• [EXERCISE AIM]
Quote exactly, and only, the lines of the material below from the line with "let mut written = HEADER_LEN as u64;" through the line with "fn next(&mut self) -> Option<RelPath>".

• [DATASET CONTENT]
Start of Block

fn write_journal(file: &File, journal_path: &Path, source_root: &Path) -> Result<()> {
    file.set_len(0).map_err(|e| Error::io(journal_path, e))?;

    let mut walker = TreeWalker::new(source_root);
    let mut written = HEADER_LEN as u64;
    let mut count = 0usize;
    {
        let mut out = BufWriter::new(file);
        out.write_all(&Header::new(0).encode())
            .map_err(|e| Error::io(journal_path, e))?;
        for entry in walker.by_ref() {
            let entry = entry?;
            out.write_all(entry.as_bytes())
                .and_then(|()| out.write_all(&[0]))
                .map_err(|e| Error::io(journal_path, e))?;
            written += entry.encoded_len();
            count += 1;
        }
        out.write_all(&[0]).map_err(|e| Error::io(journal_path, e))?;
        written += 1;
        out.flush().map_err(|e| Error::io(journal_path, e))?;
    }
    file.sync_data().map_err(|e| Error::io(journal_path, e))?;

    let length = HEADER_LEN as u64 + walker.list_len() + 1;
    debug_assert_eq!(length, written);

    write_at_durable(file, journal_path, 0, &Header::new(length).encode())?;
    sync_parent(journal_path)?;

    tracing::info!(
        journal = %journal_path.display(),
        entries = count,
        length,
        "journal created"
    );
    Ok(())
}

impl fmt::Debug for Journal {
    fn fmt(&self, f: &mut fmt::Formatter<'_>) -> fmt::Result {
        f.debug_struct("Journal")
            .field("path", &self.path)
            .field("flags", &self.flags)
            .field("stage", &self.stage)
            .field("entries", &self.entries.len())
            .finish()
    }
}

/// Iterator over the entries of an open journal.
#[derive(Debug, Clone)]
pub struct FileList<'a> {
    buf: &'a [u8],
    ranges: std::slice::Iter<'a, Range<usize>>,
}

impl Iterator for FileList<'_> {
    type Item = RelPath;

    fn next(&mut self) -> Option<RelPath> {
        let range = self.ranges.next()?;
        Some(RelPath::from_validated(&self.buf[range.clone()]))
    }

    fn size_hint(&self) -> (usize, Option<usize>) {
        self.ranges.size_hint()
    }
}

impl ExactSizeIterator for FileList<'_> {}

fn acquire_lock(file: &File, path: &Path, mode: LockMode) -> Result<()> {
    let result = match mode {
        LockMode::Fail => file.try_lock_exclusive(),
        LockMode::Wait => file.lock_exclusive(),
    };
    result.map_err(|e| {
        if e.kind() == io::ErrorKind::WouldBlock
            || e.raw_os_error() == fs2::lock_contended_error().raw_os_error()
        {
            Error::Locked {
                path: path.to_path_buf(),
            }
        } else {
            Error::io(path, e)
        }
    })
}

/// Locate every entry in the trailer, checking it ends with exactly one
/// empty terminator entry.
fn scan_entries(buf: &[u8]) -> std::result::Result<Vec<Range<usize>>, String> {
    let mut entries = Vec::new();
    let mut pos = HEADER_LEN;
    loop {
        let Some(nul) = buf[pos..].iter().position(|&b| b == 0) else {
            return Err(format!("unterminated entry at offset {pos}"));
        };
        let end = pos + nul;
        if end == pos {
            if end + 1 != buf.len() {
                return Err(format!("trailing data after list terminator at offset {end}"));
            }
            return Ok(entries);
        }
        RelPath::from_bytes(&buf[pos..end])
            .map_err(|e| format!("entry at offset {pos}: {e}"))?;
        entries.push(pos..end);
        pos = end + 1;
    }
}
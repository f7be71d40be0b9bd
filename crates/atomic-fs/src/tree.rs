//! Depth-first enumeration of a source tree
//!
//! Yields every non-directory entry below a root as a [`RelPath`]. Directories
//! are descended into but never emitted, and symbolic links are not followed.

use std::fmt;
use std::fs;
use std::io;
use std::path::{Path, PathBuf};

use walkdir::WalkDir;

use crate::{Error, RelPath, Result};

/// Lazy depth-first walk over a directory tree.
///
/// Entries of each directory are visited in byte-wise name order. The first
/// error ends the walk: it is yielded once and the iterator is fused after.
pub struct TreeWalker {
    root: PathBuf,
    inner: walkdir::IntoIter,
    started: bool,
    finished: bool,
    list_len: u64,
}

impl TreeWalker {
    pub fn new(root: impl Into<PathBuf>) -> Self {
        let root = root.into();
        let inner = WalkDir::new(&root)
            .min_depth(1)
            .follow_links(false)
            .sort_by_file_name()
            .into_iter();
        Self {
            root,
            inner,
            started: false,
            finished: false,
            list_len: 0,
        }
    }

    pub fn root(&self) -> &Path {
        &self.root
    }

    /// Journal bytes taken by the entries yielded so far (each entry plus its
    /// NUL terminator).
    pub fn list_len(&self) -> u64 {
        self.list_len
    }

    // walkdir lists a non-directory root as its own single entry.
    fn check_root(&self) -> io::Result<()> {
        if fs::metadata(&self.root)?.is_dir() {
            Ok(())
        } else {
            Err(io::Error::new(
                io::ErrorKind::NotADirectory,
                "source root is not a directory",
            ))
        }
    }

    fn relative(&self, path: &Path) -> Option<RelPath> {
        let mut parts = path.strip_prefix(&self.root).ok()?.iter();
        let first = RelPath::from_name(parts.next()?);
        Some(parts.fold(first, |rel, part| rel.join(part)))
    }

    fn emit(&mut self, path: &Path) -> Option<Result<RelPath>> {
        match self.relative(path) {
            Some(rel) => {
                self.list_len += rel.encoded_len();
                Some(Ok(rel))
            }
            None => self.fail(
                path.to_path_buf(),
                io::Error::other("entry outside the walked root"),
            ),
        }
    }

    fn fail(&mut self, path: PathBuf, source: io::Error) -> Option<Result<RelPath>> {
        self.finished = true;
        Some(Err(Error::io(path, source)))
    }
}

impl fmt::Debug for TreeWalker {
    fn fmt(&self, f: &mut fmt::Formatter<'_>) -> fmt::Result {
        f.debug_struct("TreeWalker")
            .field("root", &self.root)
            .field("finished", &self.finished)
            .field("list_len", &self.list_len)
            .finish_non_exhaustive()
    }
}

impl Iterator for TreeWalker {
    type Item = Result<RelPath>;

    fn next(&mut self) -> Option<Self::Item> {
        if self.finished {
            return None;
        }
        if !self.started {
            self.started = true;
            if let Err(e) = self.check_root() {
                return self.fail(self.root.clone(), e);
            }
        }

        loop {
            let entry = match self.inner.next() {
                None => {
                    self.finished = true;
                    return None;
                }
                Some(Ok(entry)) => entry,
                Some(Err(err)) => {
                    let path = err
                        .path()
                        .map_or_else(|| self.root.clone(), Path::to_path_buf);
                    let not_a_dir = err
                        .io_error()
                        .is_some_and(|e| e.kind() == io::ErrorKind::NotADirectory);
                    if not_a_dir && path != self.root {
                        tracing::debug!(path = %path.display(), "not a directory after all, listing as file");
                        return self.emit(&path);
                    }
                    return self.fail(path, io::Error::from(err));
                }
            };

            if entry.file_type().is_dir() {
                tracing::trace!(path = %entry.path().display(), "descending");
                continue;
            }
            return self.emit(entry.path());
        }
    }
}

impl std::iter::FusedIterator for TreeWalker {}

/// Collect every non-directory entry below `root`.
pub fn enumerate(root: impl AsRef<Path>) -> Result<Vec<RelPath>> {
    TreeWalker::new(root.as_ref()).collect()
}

End of Block

• [EXPECTED ANSWER]
    let mut written = HEADER_LEN as u64;
    let mut count = 0usize;
    {
        let mut out = BufWriter::new(file);
        out.write_all(&Header::new(0).encode())
            .map_err(|e| Error::io(journal_path, e))?;
        for entry in walker.by_ref() {
            let entry = entry?;
            out.write_all(entry.as_bytes())
                .and_then(|()| out.write_all(&[0]))
                .map_err(|e| Error::io(journal_path, e))?;
            written += entry.encoded_len();
            count += 1;
        }
        out.write_all(&[0]).map_err(|e| Error::io(journal_path, e))?;
        written += 1;
        out.flush().map_err(|e| Error::io(journal_path, e))?;
    }
    file.sync_data().map_err(|e| Error::io(journal_path, e))?;

    let length = HEADER_LEN as u64 + walker.list_len() + 1;
    debug_assert_eq!(length, written);

    write_at_durable(file, journal_path, 0, &Header::new(length).encode())?;
    sync_parent(journal_path)?;

    tracing::info!(
        journal = %journal_path.display(),
        entries = count,
        length,
        "journal created"
    );
    Ok(())
}

impl fmt::Debug for Journal {
    fn fmt(&self, f: &mut fmt::Formatter<'_>) -> fmt::Result {
        f.debug_struct("Journal")
            .field("path", &self.path)
            .field("flags", &self.flags)
            .field("stage", &self.stage)
            .field("entries", &self.entries.len())
            .finish()
    }
}

/// Iterator over the entries of an open journal.
#[derive(Debug, Clone)]
pub struct FileList<'a> {
    buf: &'a [u8],
    ranges: std::slice::Iter<'a, Range<usize>>,
}

impl Iterator for FileList<'_> {
    type Item = RelPath;

    fn next(&mut self) -> Option<RelPath> {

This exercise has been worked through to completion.